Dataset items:
————————

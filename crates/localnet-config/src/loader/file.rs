use crate::{ConfigError, ConfigResult, GeneratorConfig};
use std::fs;
use std::path::Path;

/// File-based configuration loader
pub struct FileLoader;

impl FileLoader {
    /// Load and validate configuration from a TOML file
    pub fn load_toml<P: AsRef<Path>>(path: P) -> ConfigResult<GeneratorConfig> {
        let config = Self::read_toml(path)?;
        config.validate()?;
        Ok(config)
    }

    /// Load and validate configuration from a JSON file
    pub fn load_json<P: AsRef<Path>>(path: P) -> ConfigResult<GeneratorConfig> {
        let config = Self::read_json(path)?;
        config.validate()?;
        Ok(config)
    }

    /// Auto-detect file format, load and validate configuration
    pub fn load_auto<P: AsRef<Path>>(path: P) -> ConfigResult<GeneratorConfig> {
        let config = Self::read_auto(path)?;
        config.validate()?;
        Ok(config)
    }

    /// Parse a TOML file without validating it.
    ///
    /// Used when further layers are applied before validation.
    pub fn read_toml<P: AsRef<Path>>(path: P) -> ConfigResult<GeneratorConfig> {
        let content = fs::read_to_string(path)?;
        Ok(toml::from_str(&content)?)
    }

    /// Parse a JSON file without validating it.
    pub fn read_json<P: AsRef<Path>>(path: P) -> ConfigResult<GeneratorConfig> {
        let content = fs::read_to_string(path)?;
        Ok(serde_json::from_str(&content)?)
    }

    /// Parse a TOML or JSON file, picked by extension, without validating it.
    pub fn read_auto<P: AsRef<Path>>(path: P) -> ConfigResult<GeneratorConfig> {
        let path = path.as_ref();

        if !path.exists() {
            return Err(ConfigError::FileNotFound(path.display().to_string()));
        }

        match path.extension().and_then(|ext| ext.to_str()) {
            Some("toml") => Self::read_toml(path),
            Some("json") => Self::read_json(path),
            Some(ext) => Err(ConfigError::InvalidFormat(format!(
                "Unsupported file extension: {}",
                ext
            ))),
            None => match Self::read_toml(path) {
                Ok(config) => Ok(config),
                Err(_) => Self::read_json(path),
            },
        }
    }

    /// Save configuration to a TOML file
    pub fn save_toml<P: AsRef<Path>>(config: &GeneratorConfig, path: P) -> ConfigResult<()> {
        let content = toml::to_string_pretty(config)?;
        fs::write(path, content)?;
        Ok(())
    }

    /// Save configuration to a JSON file
    pub fn save_json<P: AsRef<Path>>(config: &GeneratorConfig, path: P) -> ConfigResult<()> {
        let content = serde_json::to_string_pretty(config)?;
        fs::write(path, content)?;
        Ok(())
    }

    /// Save in the format implied by the extension; TOML when there is none
    pub fn save_auto<P: AsRef<Path>>(config: &GeneratorConfig, path: P) -> ConfigResult<()> {
        let path = path.as_ref();
        match path.extension().and_then(|ext| ext.to_str()) {
            Some("json") => Self::save_json(config, path),
            Some("toml") | None => Self::save_toml(config, path),
            Some(ext) => Err(ConfigError::InvalidFormat(format!(
                "Unsupported file extension: {}",
                ext
            ))),
        }
    }
}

————————

**Your instructions**
The required output is the set of lines from the first line of the data through the line that contains "to a TOML file", transcribed exactly.

**Response**
filename crates/localnet-config/src/loader/file.rs
use crate::{ConfigError, ConfigResult, GeneratorConfig};
use std::fs;
use std::path::Path;

/// File-based configuration loader
pub struct FileLoader;

impl FileLoader {
    /// Load and validate configuration from a TOML file
    pub fn load_toml<P: AsRef<Path>>(path: P) -> ConfigResult<GeneratorConfig> {
        let config = Self::read_toml(path)?;
        config.validate()?;
        Ok(config)
    }

    /// Load and validate configuration from a JSON file
    pub fn load_json<P: AsRef<Path>>(path: P) -> ConfigResult<GeneratorConfig> {
        let config = Self::read_json(path)?;
        config.validate()?;
        Ok(config)
    }

    /// Auto-detect file format, load and validate configuration
    pub fn load_auto<P: AsRef<Path>>(path: P) -> ConfigResult<GeneratorConfig> {
        let config = Self::read_auto(path)?;
        config.validate()?;
        Ok(config)
    }

    /// Parse a TOML file without validating it.
    ///
    /// Used when further layers are applied before validation.
    pub fn read_toml<P: AsRef<Path>>(path: P) -> ConfigResult<GeneratorConfig> {
        let content = fs::read_to_string(path)?;
        Ok(toml::from_str(&content)?)
    }

    /// Parse a JSON file without validating it.
    pub fn read_json<P: AsRef<Path>>(path: P) -> ConfigResult<GeneratorConfig> {
        let content = fs::read_to_string(path)?;
        Ok(serde_json::from_str(&content)?)
    }

    /// Parse a TOML or JSON file, picked by extension, without validating it.
    pub fn read_auto<P: AsRef<Path>>(path: P) -> ConfigResult<GeneratorConfig> {
        let path = path.as_ref();

        if !path.exists() {
            return Err(ConfigError::FileNotFound(path.display().to_string()));
        }

        match path.extension().and_then(|ext| ext.to_str()) {
            Some("toml") => Self::read_toml(path),
            Some("json") => Self::read_json(path),
            Some(ext) => Err(ConfigError::InvalidFormat(format!(
                "Unsupported file extension: {}",
                ext
            ))),
            None => match Self::read_toml(path) {
                Ok(config) => Ok(config),
                Err(_) => Self::read_json(path),
            },
        }
    }

    /// Save configuration to a TOML file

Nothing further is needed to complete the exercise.